Work required
Where does the word "String" occur in the entries below? Copy every line that has it.

Records provided
= Beginning of Section =

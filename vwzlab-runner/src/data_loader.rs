//! CSV bar loading.
//!
//! Files carry a header row followed by positional columns
//! `timestamp, open, high, low, close, volume`. Timestamps may be
//! `YYYY-MM-DD HH:MM:SS`, `YYYY-MM-DD`, RFC 3339, or unix epoch seconds or
//! milliseconds. Malformed rows are skipped with a warning unless
//! [`LoadOptions::strict`] is set. The loaded series must be strictly
//! ascending in time.

use std::io::Read;
use std::path::{Path, PathBuf};

use chrono::{DateTime, NaiveDate, NaiveDateTime};
use serde::{Deserialize, Serialize};
use thiserror::Error;
use vwzlab_core::Bar;

/// Epoch values at or above this are read as milliseconds.
const EPOCH_MILLIS_FLOOR: i64 = 100_000_000_000;

#[derive(Debug, Error)]
pub enum LoadError {
    #[error("failed to open {path}: {source}")]
    Io {
        path: PathBuf,
        #[source]
        source: std::io::Error,
    },

    #[error("csv error: {0}")]
    Csv(#[from] csv::Error),

    #[error("row {row}: {reason}")]
    MalformedRow { row: usize, reason: String },

    #[error("row {row}: timestamp {timestamp} does not follow {previous}")]
    NotAscending {
        row: usize,
        timestamp: NaiveDateTime,
        previous: NaiveDateTime,
    },

    #[error("no bars found")]
    Empty,
}

/// Options controlling how rows are read.
#[derive(Debug, Clone, Default, PartialEq, Serialize, Deserialize)]
#[serde(default)]
pub struct LoadOptions {
    /// Fail on the first malformed row instead of skipping it.
    pub strict: bool,
}

/// Parse a timestamp in any supported format.
pub fn parse_timestamp(raw: &str) -> Option<NaiveDateTime> {
    let raw = raw.trim();
    if let Ok(ts) = NaiveDateTime::parse_from_str(raw, "%Y-%m-%d %H:%M:%S") {
        return Some(ts);
    }
    if let Ok(ts) = DateTime::parse_from_rfc3339(raw) {
        return Some(ts.naive_utc());
    }
    if let Ok(date) = NaiveDate::parse_from_str(raw, "%Y-%m-%d") {
        return date.and_hms_opt(0, 0, 0);
    }
    let epoch: i64 = raw.parse().ok()?;
    let utc = if epoch.abs() >= EPOCH_MILLIS_FLOOR {
        DateTime::from_timestamp_millis(epoch)
    } else {
        DateTime::from_timestamp(epoch, 0)
    };
    utc.map(|dt| dt.naive_utc())
}

/// Load bars from a CSV file.
pub fn load_bars_csv(path: &Path, opts: &LoadOptions) -> Result<Vec<Bar>, LoadError> {
    let file = std::fs::File::open(path).map_err(|source| LoadError::Io {
        path: path.to_path_buf(),
        source,
    })?;
    let bars = read_bars(file, opts)?;
    tracing::info!(path = %path.display(), bars = bars.len(), "loaded bars");
    Ok(bars)
}

/// Read bars from any CSV source.
pub fn read_bars<R: Read>(reader: R, opts: &LoadOptions) -> Result<Vec<Bar>, LoadError> {
    let mut rdr = csv::ReaderBuilder::new()
        .has_headers(true)
        .trim(csv::Trim::All)
        .flexible(true)
        .from_reader(reader);

    let mut bars: Vec<Bar> = Vec::new();
    let mut skipped = 0usize;

    for (i, record) in rdr.records().enumerate() {
        // header is row 1
        let row = i + 2;
        let record = record?;
        let bar = match parse_row(&record) {
            Ok(bar) => bar,
            Err(reason) if !opts.strict => {
                tracing::warn!(row, %reason, "skipping malformed row");
                skipped += 1;
                continue;
            }
            Err(reason) => return Err(LoadError::MalformedRow { row, reason }),
        };

        if let Some(previous) = bars.last().map(|b| b.timestamp) {
            if bar.timestamp <= previous {
                return Err(LoadError::NotAscending {
                    row,
                    timestamp: bar.timestamp,
                    previous,
                });
            }
        }
        if !bar.is_sane() {
            tracing::warn!(row, "bar fails OHLC sanity checks");
        }
        bars.push(bar);
    }

    if skipped > 0 {
        tracing::warn!(skipped, kept = bars.len(), "malformed rows skipped");
    }
    if bars.is_empty() {
        return Err(LoadError::Empty);
    }
    Ok(bars)
}

fn parse_row(record: &csv::StringRecord) -> Result<Bar, String> {
    if record.len() < 6 {
        return Err(format!("expected 6 columns, found {}", record.len()));
    }
    let timestamp = parse_timestamp(&record[0])
        .ok_or_else(|| format!("unrecognised timestamp '{}'", &record[0]))?;
    let field = |idx: usize, name: &str| -> Result<f64, String> {
        record[idx]
            .parse::<f64>()
            .map_err(|e| format!("invalid {name} '{}': {e}", &record[idx]))
    };
    Ok(Bar {
        timestamp,
        open: field(1, "open")?,
        high: field(2, "high")?,
        low: field(3, "low")?,
        close: field(4, "close")?,
        volume: field(5, "volume")?,
    })
}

= End of Section =

Solution
    MalformedRow { row: usize, reason: String },
fn parse_row(record: &csv::StringRecord) -> Result<Bar, String> {
    let field = |idx: usize, name: &str| -> Result<f64, String> {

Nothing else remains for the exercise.